Below are some records. Set each one down exactly as it reads.

***

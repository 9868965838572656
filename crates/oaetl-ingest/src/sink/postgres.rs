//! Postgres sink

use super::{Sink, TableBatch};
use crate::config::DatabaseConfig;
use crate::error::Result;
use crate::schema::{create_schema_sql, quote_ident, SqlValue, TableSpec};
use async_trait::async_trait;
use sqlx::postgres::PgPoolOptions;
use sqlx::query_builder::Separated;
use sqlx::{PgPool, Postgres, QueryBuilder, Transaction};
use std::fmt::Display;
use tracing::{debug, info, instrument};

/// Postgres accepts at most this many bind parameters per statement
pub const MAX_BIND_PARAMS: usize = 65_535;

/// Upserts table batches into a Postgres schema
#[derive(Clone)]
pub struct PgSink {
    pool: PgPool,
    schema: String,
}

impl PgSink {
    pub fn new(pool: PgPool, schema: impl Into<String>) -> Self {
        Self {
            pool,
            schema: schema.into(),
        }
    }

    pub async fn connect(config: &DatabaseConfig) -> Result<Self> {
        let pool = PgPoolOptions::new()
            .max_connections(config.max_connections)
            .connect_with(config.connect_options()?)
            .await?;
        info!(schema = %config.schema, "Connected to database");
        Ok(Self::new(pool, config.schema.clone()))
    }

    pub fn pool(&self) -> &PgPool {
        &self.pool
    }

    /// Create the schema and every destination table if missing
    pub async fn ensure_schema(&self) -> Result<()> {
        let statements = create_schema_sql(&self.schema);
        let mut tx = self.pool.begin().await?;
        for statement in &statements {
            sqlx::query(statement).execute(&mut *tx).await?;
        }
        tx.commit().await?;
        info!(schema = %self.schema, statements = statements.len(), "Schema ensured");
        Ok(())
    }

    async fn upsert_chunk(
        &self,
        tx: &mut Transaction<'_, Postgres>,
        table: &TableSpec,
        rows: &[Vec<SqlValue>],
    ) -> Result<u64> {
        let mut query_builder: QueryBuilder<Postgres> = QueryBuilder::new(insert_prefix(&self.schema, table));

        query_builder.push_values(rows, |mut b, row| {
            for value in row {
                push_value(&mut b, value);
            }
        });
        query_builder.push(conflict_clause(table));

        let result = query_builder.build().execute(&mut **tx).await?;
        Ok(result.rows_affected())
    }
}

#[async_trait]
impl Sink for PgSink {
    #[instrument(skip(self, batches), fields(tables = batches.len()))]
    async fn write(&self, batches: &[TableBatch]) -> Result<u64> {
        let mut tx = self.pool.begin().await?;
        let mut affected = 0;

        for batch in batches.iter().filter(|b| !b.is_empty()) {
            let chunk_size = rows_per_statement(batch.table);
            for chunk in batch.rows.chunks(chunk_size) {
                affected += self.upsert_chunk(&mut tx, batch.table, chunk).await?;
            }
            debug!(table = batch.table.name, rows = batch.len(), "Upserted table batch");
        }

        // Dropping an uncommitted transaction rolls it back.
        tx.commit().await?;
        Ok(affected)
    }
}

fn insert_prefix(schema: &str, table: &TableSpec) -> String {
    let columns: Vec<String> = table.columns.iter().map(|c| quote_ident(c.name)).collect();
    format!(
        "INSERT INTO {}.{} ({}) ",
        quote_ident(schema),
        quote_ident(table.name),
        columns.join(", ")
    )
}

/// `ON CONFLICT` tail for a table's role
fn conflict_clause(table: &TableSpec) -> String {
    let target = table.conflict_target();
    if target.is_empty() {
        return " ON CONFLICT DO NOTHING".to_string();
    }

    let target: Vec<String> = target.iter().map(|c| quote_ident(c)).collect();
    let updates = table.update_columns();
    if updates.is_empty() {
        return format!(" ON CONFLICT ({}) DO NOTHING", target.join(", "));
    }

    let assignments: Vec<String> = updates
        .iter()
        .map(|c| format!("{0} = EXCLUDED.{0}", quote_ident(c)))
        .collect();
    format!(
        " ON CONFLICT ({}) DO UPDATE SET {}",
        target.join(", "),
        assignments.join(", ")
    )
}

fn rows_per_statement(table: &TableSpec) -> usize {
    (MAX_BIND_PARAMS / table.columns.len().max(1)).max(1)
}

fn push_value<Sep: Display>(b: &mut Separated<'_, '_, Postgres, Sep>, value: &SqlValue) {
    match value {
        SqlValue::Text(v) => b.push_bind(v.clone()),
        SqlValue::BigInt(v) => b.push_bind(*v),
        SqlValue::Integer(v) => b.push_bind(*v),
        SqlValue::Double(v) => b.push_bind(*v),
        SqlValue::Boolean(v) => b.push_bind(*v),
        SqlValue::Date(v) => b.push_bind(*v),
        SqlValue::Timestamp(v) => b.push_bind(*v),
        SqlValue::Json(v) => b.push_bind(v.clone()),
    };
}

***

• ANSWER TO THIS EXERCISE:
repository 9868965838572656
filename crates/oaetl-ingest/src/sink/postgres.rs
//! Postgres sink

use super::{Sink, TableBatch};
use crate::config::DatabaseConfig;
use crate::error::Result;
use crate::schema::{create_schema_sql, quote_ident, SqlValue, TableSpec};
use async_trait::async_trait;
use sqlx::postgres::PgPoolOptions;
use sqlx::query_builder::Separated;
use sqlx::{PgPool, Postgres, QueryBuilder, Transaction};
use std::fmt::Display;
use tracing::{debug, info, instrument};

/// Postgres accepts at most this many bind parameters per statement
pub const MAX_BIND_PARAMS: usize = 65_535;

/// Upserts table batches into a Postgres schema
#[derive(Clone)]
pub struct PgSink {
    pool: PgPool,
    schema: String,
}

impl PgSink {
    pub fn new(pool: PgPool, schema: impl Into<String>) -> Self {
        Self {
            pool,
            schema: schema.into(),
        }
    }

    pub async fn connect(config: &DatabaseConfig) -> Result<Self> {
        let pool = PgPoolOptions::new()
            .max_connections(config.max_connections)
            .connect_with(config.connect_options()?)
            .await?;
        info!(schema = %config.schema, "Connected to database");
        Ok(Self::new(pool, config.schema.clone()))
    }

    pub fn pool(&self) -> &PgPool {
        &self.pool
    }

    /// Create the schema and every destination table if missing
    pub async fn ensure_schema(&self) -> Result<()> {
        let statements = create_schema_sql(&self.schema);
        let mut tx = self.pool.begin().await?;
        for statement in &statements {
            sqlx::query(statement).execute(&mut *tx).await?;
        }
        tx.commit().await?;
        info!(schema = %self.schema, statements = statements.len(), "Schema ensured");
        Ok(())
    }

    async fn upsert_chunk(
        &self,
        tx: &mut Transaction<'_, Postgres>,
        table: &TableSpec,
        rows: &[Vec<SqlValue>],
    ) -> Result<u64> {
        let mut query_builder: QueryBuilder<Postgres> = QueryBuilder::new(insert_prefix(&self.schema, table));

        query_builder.push_values(rows, |mut b, row| {
            for value in row {
                push_value(&mut b, value);
            }
        });
        query_builder.push(conflict_clause(table));

        let result = query_builder.build().execute(&mut **tx).await?;
        Ok(result.rows_affected())
    }
}

#[async_trait]
impl Sink for PgSink {
    #[instrument(skip(self, batches), fields(tables = batches.len()))]
    async fn write(&self, batches: &[TableBatch]) -> Result<u64> {
        let mut tx = self.pool.begin().await?;
        let mut affected = 0;

        for batch in batches.iter().filter(|b| !b.is_empty()) {
            let chunk_size = rows_per_statement(batch.table);
            for chunk in batch.rows.chunks(chunk_size) {
                affected += self.upsert_chunk(&mut tx, batch.table, chunk).await?;
            }
            debug!(table = batch.table.name, rows = batch.len(), "Upserted table batch");
        }

        // Dropping an uncommitted transaction rolls it back.
        tx.commit().await?;
        Ok(affected)
    }
}

fn insert_prefix(schema: &str, table: &TableSpec) -> String {
    let columns: Vec<String> = table.columns.iter().map(|c| quote_ident(c.name)).collect();
    format!(
        "INSERT INTO {}.{} ({}) ",
        quote_ident(schema),
        quote_ident(table.name),
        columns.join(", ")
    )
}

/// `ON CONFLICT` tail for a table's role
fn conflict_clause(table: &TableSpec) -> String {
    let target = table.conflict_target();
    if target.is_empty() {
        return " ON CONFLICT DO NOTHING".to_string();
    }

    let target: Vec<String> = target.iter().map(|c| quote_ident(c)).collect();
    let updates = table.update_columns();
    if updates.is_empty() {
        return format!(" ON CONFLICT ({}) DO NOTHING", target.join(", "));
    }

    let assignments: Vec<String> = updates
        .iter()
        .map(|c| format!("{0} = EXCLUDED.{0}", quote_ident(c)))
        .collect();
    format!(
        " ON CONFLICT ({}) DO UPDATE SET {}",
        target.join(", "),
        assignments.join(", ")
    )
}

fn rows_per_statement(table: &TableSpec) -> usize {
    (MAX_BIND_PARAMS / table.columns.len().max(1)).max(1)
}

fn push_value<Sep: Display>(b: &mut Separated<'_, '_, Postgres, Sep>, value: &SqlValue) {
    match value {
        SqlValue::Text(v) => b.push_bind(v.clone()),
        SqlValue::BigInt(v) => b.push_bind(*v),
        SqlValue::Integer(v) => b.push_bind(*v),
        SqlValue::Double(v) => b.push_bind(*v),
        SqlValue::Boolean(v) => b.push_bind(*v),
        SqlValue::Date(v) => b.push_bind(*v),
        SqlValue::Timestamp(v) => b.push_bind(*v),
        SqlValue::Json(v) => b.push_bind(v.clone()),
    };
}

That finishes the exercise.